There have been a lot of doubters around NVIDIA’s Tegra architecture, and some of it might be for good reason. Last summer when the technology was first exposed, we were promised some huge things, and no current or upcoming Tegra device looks to live up to that initial hype. Things started to look up for the company when Microsoft jumped on board and decided to implement Tegra into its Zune HD device. Any way you look at it, that’s a nice win.
According to tech rumor site Bright Side of News*, NVIDIA has another design win that’s arguably far more impressive than the Zune HD. The site’s confidential source states that Tegra will be found inside of Nintendo’s next-generation handheld console, the follow-up to the Nintendo DS. If this proves true, then its just the boost NVIDIA needs to start proving to the industry that it’s supposed death is highly exaggerated.
When the Nintendo DS was first launched in the fall of 2004, I’m not sure who could have predicted just how well it would sell five years later. Since its launch, it has sold close to 110 million units. If Nintendo’s follow-up proves just as successful, that’s huge success for NVIDIA as well, and it might very well help bolster sales with other leading mobile vendors who might opt for Tegra.
What might be most interesting about the next-gen DS is that with Tegra, Nintendo might begin to take graphics a little more seriously. Though, it’s hard to predict such a thing when the release date is truly unknown. The original DS had a fun library, but compared to Sony’s PSP, its graphics were lackluster in all regards. Is Nintendo finally planning to compete with Sony where graphics are concerned? Hopefully. I’m all for fun gameplay over fancy graphics, but having both is rarely a bad thing.

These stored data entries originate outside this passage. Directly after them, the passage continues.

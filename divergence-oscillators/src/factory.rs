//! Factory system: converts `OscillatorConfig` into runtime oscillators.

use divergence_core::config::{ConfigError, OscillatorConfig};
use divergence_core::{Oscillator, OscillatorFactory};
use tracing::debug;

use crate::{AwesomeOscillator, Macd, Rsi};

/// Builds the RSI, MACD and Awesome Oscillator implementations of this crate.
#[derive(Debug, Clone, Copy, Default)]
pub struct BuiltinOscillators;

impl OscillatorFactory for BuiltinOscillators {
    fn create(&self, config: &OscillatorConfig) -> Result<Box<dyn Oscillator>, ConfigError> {
        config.validate()?;
        let oscillator: Box<dyn Oscillator> = match *config {
            OscillatorConfig::Rsi(params) => Box::new(Rsi::new(params)),
            OscillatorConfig::Macd(params) => Box::new(Macd::new(params)),
            OscillatorConfig::Ao(params) => Box::new(AwesomeOscillator::new(params)),
        };
        debug!(oscillator = oscillator.name(), "built oscillator");
        Ok(oscillator)
    }
}
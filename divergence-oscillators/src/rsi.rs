//! Relative Strength Index (RSI), streaming.
//!
//! RSI = 100 - 100 / (1 + avg_gain / avg_loss)
//! Exponential mode: Wilder smoothing seeded with the plain average of the
//! first `period` changes. Simple mode: plain rolling average of the last
//! `period` changes.
//! Lookback: period.
//! Edge cases: no movement → 50; avg_loss == 0 → 100; avg_gain == 0 → 0.

use divergence_core::config::{RsiMode, RsiParams};
use divergence_core::domain::{Bar, PriceKind};
use divergence_core::{Oscillator, Series};

use crate::sma::Sma;

#[derive(Debug, Clone)]
enum Averaging {
    Wilder {
        seen: usize,
        avg_gain: f64,
        avg_loss: f64,
    },
    Rolling {
        gains: Sma,
        losses: Sma,
    },
}

#[derive(Debug, Clone)]
pub struct Rsi {
    period: usize,
    source: PriceKind,
    name: String,
    averaging: Averaging,
    prev: Option<f64>,
    tainted: bool,
    values: Vec<f64>,
}

impl Rsi {
    pub fn new(params: RsiParams) -> Self {
        let period = params.period.max(1);
        let averaging = match params.mode {
            RsiMode::Exponential => Averaging::Wilder {
                seen: 0,
                avg_gain: 0.0,
                avg_loss: 0.0,
            },
            RsiMode::Simple => Averaging::Rolling {
                gains: Sma::new(period),
                losses: Sma::new(period),
            },
        };
        Self {
            period,
            source: params.source,
            name: format!("rsi_{period}"),
            averaging,
            prev: None,
            tainted: false,
            values: Vec::new(),
        }
    }

    /// RSI with Wilder smoothing on close.
    pub fn with_period(period: usize) -> Self {
        Self::new(RsiParams {
            period,
            ..RsiParams::default()
        })
    }

    fn next_value(&mut self, price: f64) -> f64 {
        if self.tainted || price.is_nan() {
            self.tainted = true;
            return f64::NAN;
        }
        let Some(prev) = self.prev.replace(price) else {
            return f64::NAN;
        };
        let change = price - prev;
        let gain = change.max(0.0);
        let loss = (-change).max(0.0);
        let period = self.period as f64;

        match &mut self.averaging {
            Averaging::Wilder {
                seen,
                avg_gain,
                avg_loss,
            } => {
                *seen += 1;
                if *seen <= self.period {
                    *avg_gain += gain / period;
                    *avg_loss += loss / period;
                    if *seen < self.period {
                        return f64::NAN;
                    }
                } else {
                    let alpha = 1.0 / period;
                    *avg_gain = alpha * gain + (1.0 - alpha) * *avg_gain;
                    *avg_loss = alpha * loss + (1.0 - alpha) * *avg_loss;
                }
                compute_rsi(*avg_gain, *avg_loss)
            }
            Averaging::Rolling { gains, losses } => {
                let avg_gain = gains.update(gain);
                let avg_loss = losses.update(loss);
                if avg_gain.is_nan() || avg_loss.is_nan() {
                    return f64::NAN;
                }
                compute_rsi(avg_gain, avg_loss)
            }
        }
    }
}

impl Series for Rsi {
    fn len(&self) -> usize {
        self.values.len()
    }

    fn get(&self, index: usize) -> Option<f64> {
        self.values.as_slice().get(index).copied()
    }
}

impl Oscillator for Rsi {
    fn name(&self) -> &str {
        &self.name
    }

    fn warmup(&self) -> usize {
        self.period
    }

    fn push(&mut self, bar: &Bar) {
        let value = self.next_value(bar.price(self.source));
        self.values.push(value);
    }
}

fn compute_rsi(avg_gain: f64, avg_loss: f64) -> f64 {
    // Rolling sums can drift a hair below zero.
    let (avg_gain, avg_loss) = (avg_gain.max(0.0), avg_loss.max(0.0));
    if avg_loss == 0.0 && avg_gain == 0.0 {
        50.0 // no movement
    } else if avg_loss == 0.0 {
        100.0
    } else if avg_gain == 0.0 {
        0.0
    } else {
        100.0 - 100.0 / (1.0 + avg_gain / avg_loss)
    }
}
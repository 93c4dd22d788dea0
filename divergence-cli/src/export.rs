//! Report rendering: plain table, JSON and CSV.

use anyhow::{Context, Result};
use divergence_core::domain::DivergenceRecord;
use serde::Serialize;

/// Detection result for one input file.
#[derive(Debug, Clone, Serialize)]
pub struct FileReport {
    pub symbol: String,
    pub source: String,
    pub oscillator: String,
    pub bars: usize,
    /// Divergences whose line style is enabled.
    pub divergences: Vec<DivergenceRecord>,
}

/// Output format selected on the command line.
#[derive(Debug, Clone, Copy, PartialEq, Eq, clap::ValueEnum)]
pub enum Format {
    Table,
    Json,
    Csv,
}

pub fn render(reports: &[FileReport], format: Format) -> Result<String> {
    match format {
        Format::Table => Ok(render_table(reports)),
        Format::Json => export_json(reports),
        Format::Csv => export_csv(reports),
    }
}

pub fn render_table(reports: &[FileReport]) -> String {
    let mut out = String::new();
    for report in reports {
        out.push_str(&format!(
            "=== {} ({}, {} bars, {}) ===\n",
            report.symbol,
            report.source,
            report.bars,
            report.oscillator
        ));
        if report.divergences.is_empty() {
            out.push_str("No divergences.\n\n");
            continue;
        }
        out.push_str(&format!(
            "{:<16} {:>6} {:<20} {:>12} {:>6} {:<20} {:>12}\n",
            "Kind", "Start", "Start Time", "Start Price", "End", "End Time", "End Price"
        ));
        out.push_str(&"-".repeat(98));
        out.push('\n');
        for r in &report.divergences {
            out.push_str(&format!(
                "{:<16} {:>6} {:<20} {:>12.4} {:>6} {:<20} {:>12.4}\n",
                r.kind.label(),
                r.start.index,
                r.start.time.to_string(),
                r.start.price,
                r.end.index,
                r.end.time.to_string(),
                r.end.price
            ));
        }
        out.push('\n');
    }
    out
}

pub fn export_json(reports: &[FileReport]) -> Result<String> {
    serde_json::to_string_pretty(reports).context("failed to serialize divergences to JSON")
}

/// One row per divergence.
///
/// Columns: symbol, kind, start_index, start_time, start_price, end_index,
/// end_time, end_price
pub fn export_csv(reports: &[FileReport]) -> Result<String> {
    let mut wtr = csv::Writer::from_writer(vec![]);
    wtr.write_record([
        "symbol",
        "kind",
        "start_index",
        "start_time",
        "start_price",
        "end_index",
        "end_time",
        "end_price",
    ])?;
    for report in reports {
        for r in &report.divergences {
            wtr.write_record([
                report.symbol.clone(),
                r.kind.label().to_string(),
                r.start.index.to_string(),
                r.start.time.to_string(),
                format!("{:.6}", r.start.price),
                r.end.index.to_string(),
                r.end.time.to_string(),
                format!("{:.6}", r.end.price),
            ])?;
        }
    }
    let data = wtr.into_inner().context("failed to flush CSV writer")?;
    String::from_utf8(data).context("CSV output is not valid UTF-8")
}
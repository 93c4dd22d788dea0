//! Bar: the fundamental market data unit.

use chrono::NaiveDateTime;
use serde::{Deserialize, Serialize};

/// OHLCV bar for a single symbol, confirmed (closed) by the host.
#[derive(Debug, Clone, PartialEq, Serialize, Deserialize)]
pub struct Bar {
    pub symbol: String,
    pub time: NaiveDateTime,
    pub open: f64,
    pub high: f64,
    pub low: f64,
    pub close: f64,
    #[serde(default)]
    pub volume: u64,
}

impl Bar {
    /// Returns true if any OHLC field is NaN (void bar).
    pub fn is_void(&self) -> bool {
        self.open.is_nan() || self.high.is_nan() || self.low.is_nan() || self.close.is_nan()
    }

    /// Basic OHLC sanity check: high >= low, high >= open, high >= close, etc.
    pub fn is_sane(&self) -> bool {
        if self.is_void() {
            return false;
        }
        self.high >= self.low
            && self.high >= self.open
            && self.high >= self.close
            && self.low <= self.open
            && self.low <= self.close
    }

    /// Extract one price field (or a derived price) from the bar.
    pub fn price(&self, kind: PriceKind) -> f64 {
        match kind {
            PriceKind::Open => self.open,
            PriceKind::High => self.high,
            PriceKind::Low => self.low,
            PriceKind::Close => self.close,
            PriceKind::Median => (self.high + self.low) / 2.0,
            PriceKind::Typical => (self.high + self.low + self.close) / 3.0,
            PriceKind::Weighted => (self.high + self.low + 2.0 * self.close) / 4.0,
        }
    }
}

/// Which price an oscillator or comparison reads from a bar.
#[derive(Debug, Clone, Copy, PartialEq, Eq, Hash, Default, Serialize, Deserialize)]
#[serde(rename_all = "snake_case")]
pub enum PriceKind {
    Open,
    High,
    Low,
    #[default]
    Close,
    /// (high + low) / 2
    Median,
    /// (high + low + close) / 3
    Typical,
    /// (high + low + 2 * close) / 4
    Weighted,
}

#[cfg(test)]
mod tests {
    use super::*;
    use chrono::NaiveDate;

    fn sample_bar() -> Bar {
        Bar {
            symbol: "SPY".into(),
            time: NaiveDate::from_ymd_opt(2024, 1, 2)
                .unwrap()
                .and_hms_opt(0, 0, 0)
                .unwrap(),
            open: 100.0,
            high: 105.0,
            low: 98.0,
            close: 103.0,
            volume: 50_000,
        }
    }

    #[test]
    fn bar_is_sane() {
        assert!(sample_bar().is_sane());
    }

    #[test]
    fn bar_detects_void() {
        let mut bar = sample_bar();
        bar.open = f64::NAN;
        assert!(bar.is_void());
        assert!(!bar.is_sane());
    }

    #[test]
    fn bar_detects_insane_high_low() {
        let mut bar = sample_bar();
        bar.high = 97.0; // below low
        assert!(!bar.is_sane());
    }

    #[test]
    fn derived_prices() {
        let bar = sample_bar();
        assert_eq!(bar.price(PriceKind::Low), 98.0);
        assert_eq!(bar.price(PriceKind::Median), 101.5);
        assert_eq!(bar.price(PriceKind::Typical), (105.0 + 98.0 + 103.0) / 3.0);
        assert_eq!(bar.price(PriceKind::Weighted), (105.0 + 98.0 + 206.0) / 4.0);
    }

    #[test]
    fn bar_serialization_roundtrip() {
        let bar = sample_bar();
        let json = serde_json::to_string(&bar).unwrap();
        let deser: Bar = serde_json::from_str(&json).unwrap();
        assert_eq!(bar, deser);
    }

    #[test]
    fn price_kind_uses_snake_case() {
        let json = serde_json::to_string(&PriceKind::Median).unwrap();
        assert_eq!(json, "\"median\"");
    }
}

The question of power consumption and performance is quite an interesting one. With Gen2 Tegra offering quite a graphics punch;GeForce 9 based hardware [CUDA-enabled design] should offer immense experience on small screens – we see no reason why you could not have 4x Anti-Aliasing and 8x Anisotropic filtering on a dual-screen system. If Nintendo picked the current gen hardware, i.e. Tegra 600 or APX 2600- it will be getting 65nm chips.